§ **Task goal**
Write out again, exactly, the lines of the listing below from the first one through the one that contains "once for tests", and no other lines.

§ **Given data**
++++++++++++++++++++
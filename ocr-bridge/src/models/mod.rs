mod analysis;
mod note_image;

pub use analysis::*;
pub use note_image::*;
// Common test utilities for integration tests
#![allow(dead_code)]

use std::sync::{Mutex, Once};

use async_trait::async_trait;
use axum::body::Body;
use axum::http::Request;
use base64::{engine::general_purpose::STANDARD, Engine};

use ocr_bridge::config::{Config, OcrConfig, QueueConfig, ServerConfig};
use ocr_bridge::error::{BridgeError, Result};
use ocr_bridge::models::AnalysisResult;
use ocr_bridge::queue::ResultPublisher;

pub const TEST_SECRET: &str = "test-secret";
pub const OCR_PATH: &str = "/custom/v1/general";

static INIT: Once = Once::new();

/// Initialize tracing subscriber once for tests
pub fn init_test_logger() {
    INIT.call_once(|| {
        let _ = tracing_subscriber::fmt()
            .with_env_filter(tracing_subscriber::EnvFilter::from_default_env())
            .try_init();
    });
}

pub fn ocr_config(api_url: Option<String>) -> OcrConfig {
    OcrConfig {
        api_url,
        secret_key: Some(TEST_SECRET.to_string()),
        timeout_secs: 5,
    }
}

pub fn test_config(api_url: Option<String>) -> Config {
    Config {
        server: ServerConfig {
            host: "127.0.0.1".to_string(),
            port: 0,
            max_body_bytes: 1024 * 1024,
        },
        ocr: ocr_config(api_url),
        queue: QueueConfig::default(),
    }
}

/// Base64 of a minimal JPEG header.
pub fn jpeg_base64() -> String {
    STANDARD.encode([
        0xFF, 0xD8, 0xFF, 0xE0, 0x00, 0x10, b'J', b'F', b'I', b'F', 0x00, 0x01,
    ])
}

/// Base64 of a minimal PNG header.
pub fn png_base64() -> String {
    STANDARD.encode([
        0x89, b'P', b'N', b'G', 0x0D, 0x0A, 0x1A, 0x0A, 0x00, 0x00, 0x00, 0x0D, b'I', b'H', b'D',
        b'R',
    ])
}

pub fn ocr_success_body(texts: &[&str]) -> serde_json::Value {
    let fields: Vec<_> = texts
        .iter()
        .map(|text| serde_json::json!({ "valueType": "ALL", "inferText": text, "inferConfidence": 0.99 }))
        .collect();

    serde_json::json!({
        "version": "V2",
        "requestId": "req",
        "timestamp": 1,
        "images": [
            { "uid": "u1", "name": "image", "inferResult": "SUCCESS", "message": "SUCCESS", "fields": fields }
        ]
    })
}

pub fn analyze_request(body: serde_json::Value) -> Request<Body> {
    Request::builder()
        .method("POST")
        .uri("/analyze")
        .header("content-type", "application/json")
        .body(Body::from(body.to_string()))
        .unwrap()
}

pub async fn body_json(response: axum::response::Response) -> serde_json::Value {
    let bytes = axum::body::to_bytes(response.into_body(), usize::MAX)
        .await
        .unwrap();
    serde_json::from_slice(&bytes).unwrap()
}

/// Keeps every published result as JSON.
#[derive(Default)]
pub struct RecordingPublisher {
    published: Mutex<Vec<serde_json::Value>>,
}

impl RecordingPublisher {
    pub fn published(&self) -> Vec<serde_json::Value> {
        self.published.lock().unwrap().clone()
    }
}

#[async_trait]
impl ResultPublisher for RecordingPublisher {
    async fn publish(&self, result: &AnalysisResult) -> Result<()> {
        let value = serde_json::to_value(result)?;
        self.published.lock().unwrap().push(value);
        Ok(())
    }

    fn destination(&self) -> &str {
        "test.results"
    }
}

/// Behaves like a broker that refuses every connection.
#[derive(Default)]
pub struct RefusingPublisher {
    attempts: Mutex<usize>,
}

impl RefusingPublisher {
    pub fn attempts(&self) -> usize {
        *self.attempts.lock().unwrap()
    }
}

#[async_trait]
impl ResultPublisher for RefusingPublisher {
    async fn publish(&self, _result: &AnalysisResult) -> Result<()> {
        *self.attempts.lock().unwrap() += 1;
        Err(BridgeError::Publish("connection refused".to_string()))
    }

    fn destination(&self) -> &str {
        "test.results"
    }
}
++++++++++++++++++++
§ **Written reply**
filename ocr-bridge/src/models/mod.rs
mod analysis;
mod note_image;

pub use analysis::*;
pub use note_image::*;
// Common test utilities for integration tests
#![allow(dead_code)]

use std::sync::{Mutex, Once};

use async_trait::async_trait;
use axum::body::Body;
use axum::http::Request;
use base64::{engine::general_purpose::STANDARD, Engine};

use ocr_bridge::config::{Config, OcrConfig, QueueConfig, ServerConfig};
use ocr_bridge::error::{BridgeError, Result};
use ocr_bridge::models::AnalysisResult;
use ocr_bridge::queue::ResultPublisher;

pub const TEST_SECRET: &str = "test-secret";
pub const OCR_PATH: &str = "/custom/v1/general";

static INIT: Once = Once::new();

/// Initialize tracing subscriber once for tests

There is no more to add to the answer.